Let's look at the biggest fantasy disappointments this season, with a tie-in to their average draft position at the start of the year, and see where you should go from here if you've been stuck with one of these players on your roster. I touched on a number of these guys a couple of months ago, and unfortunately, many of them are still stuck in a deep funk.
Catcher: Victor Martinez, Indians (ADP: 35.2): His elbow injury actually made it much easier for fantasy owners to bench him or drop him outright. Martinez is usually among the first catchers taken because of his power and run production, but he failed to hit a homer in 57 games before getting hurt, and his average has been well off his career norms. He is expected to return sometime next month, so he might be worth stashing away if you're desperate for help at the position.
First Base: Paul Konerko, White Sox (ADP: 86.7): He's due to come off the disabled list soon, and the time off might actually be good for him. His swing had been off so far this season (.215 average and eight homers). That was far off his usual pace of about 30-35 homers. But in recent years, his average and OPS have been better after the All-Star break, so there's plenty of hope. He's available in about 50 percent of ESPN leagues, so if you've got room on your bench, he'd be worth picking up in anticipation of better things to come.

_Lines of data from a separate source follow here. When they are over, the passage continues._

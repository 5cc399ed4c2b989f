/// Compaction module for stratadb
///
/// Compaction reads the merged, globally sorted stream of internal entries
/// from a set of overlapping runs and writes back a smaller equivalent
/// stream. The work happens in `CompactionIter`, a forward-only iterator
/// that collapses entries which are no longer observable:
///
/// ```text
/// [merged sorted input stream]
///         │
///         ▼
///  CompactionIter ──► point entries (to the run writer)
///         │
///         └─────────► fragmented range tombstones (drained via tombstones())
/// ```
///
/// ## Reduction rules
///
/// 1. **Shadowing**: for one user key, only the newest version inside a
///    snapshot stripe survives (`a.SET.2`, `a.SET.1` collapse to `a.SET.2`).
/// 2. **Tombstone elision**: a point deletion at the lowest stripe is
///    dropped when the elide predicate says no deeper run contains the key.
/// 3. **Merge folding**: consecutive MERGE operands fold newest-to-oldest;
///    folding into a SET relabels the result SET so deeper operands can
///    never recombine with it.
/// 4. **Snapshot stripes**: live snapshots partition the sequence axis;
///    collapsing never crosses a stripe boundary, so every snapshot keeps
///    its view of the database.
/// 5. **Range deletions**: range tombstones are fragmented into disjoint
///    pieces, filtered to the newest fragment per stripe, and consulted when
///    deciding whether a point entry is covered.
mod compaction_iter;

use crate::key::SEQ_NUM_MAX;

pub use compaction_iter::CompactionIter;

/// Locate the snapshot stripe of a sequence number.
///
/// Returns the index of the first snapshot strictly greater than `seq`
/// together with that snapshot's sequence number; entries in the topmost
/// stripe get the `SEQ_NUM_MAX` sentinel as their upper bound. An entry
/// whose sequence number equals a snapshot boundary lies above it.
pub fn snapshot_index(seq: u64, snapshots: &[u64]) -> (usize, u64) {
    let idx = snapshots.partition_point(|&s| s <= seq);
    match snapshots.get(idx) {
        Some(&bound) => (idx, bound),
        None => (idx, SEQ_NUM_MAX),
    }
}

Second Base: Robinson Cano, Yankees (ADP 50.4): He's playing better lately, as he's ready to wield that .334 career average after the All-Star break. But that still doesn't mean he hasn't been a major disappointment across the board to begin the season. The current numbers are disappointing, but just remember they looked worse earlier on. While Cano has never been known for drawing too many walks, he has been chasing after too many pitches early in the count, making it difficult for him to see enough pitches to find the right one to hit.
Shortstop: Troy Tulowitzki, Rockies (ADP: 45.8): Yes, there are a lot injured players on here, but isn't that the primary reason why your top players aren't producing (or at least the one fantasy owners can live with). Tulowitzki got off to yet another slow start (.152 average in April) before missing a month and a half with a quad injury. He did come back quicker than most people expected, which is good, but he didn't hit a whole lot better in his return, which is bad. And now he's back on the DL with a hand laceration suffered in a freak injury after he was taken out of Friday's slugfest with the Marlins. Obviously, playing at Coors Field can help his game, and he had a huge second half last year. Can he do it again? Given the array of injuries, I'm not sold he'll turn it around enough to make fantasy owners happy this season.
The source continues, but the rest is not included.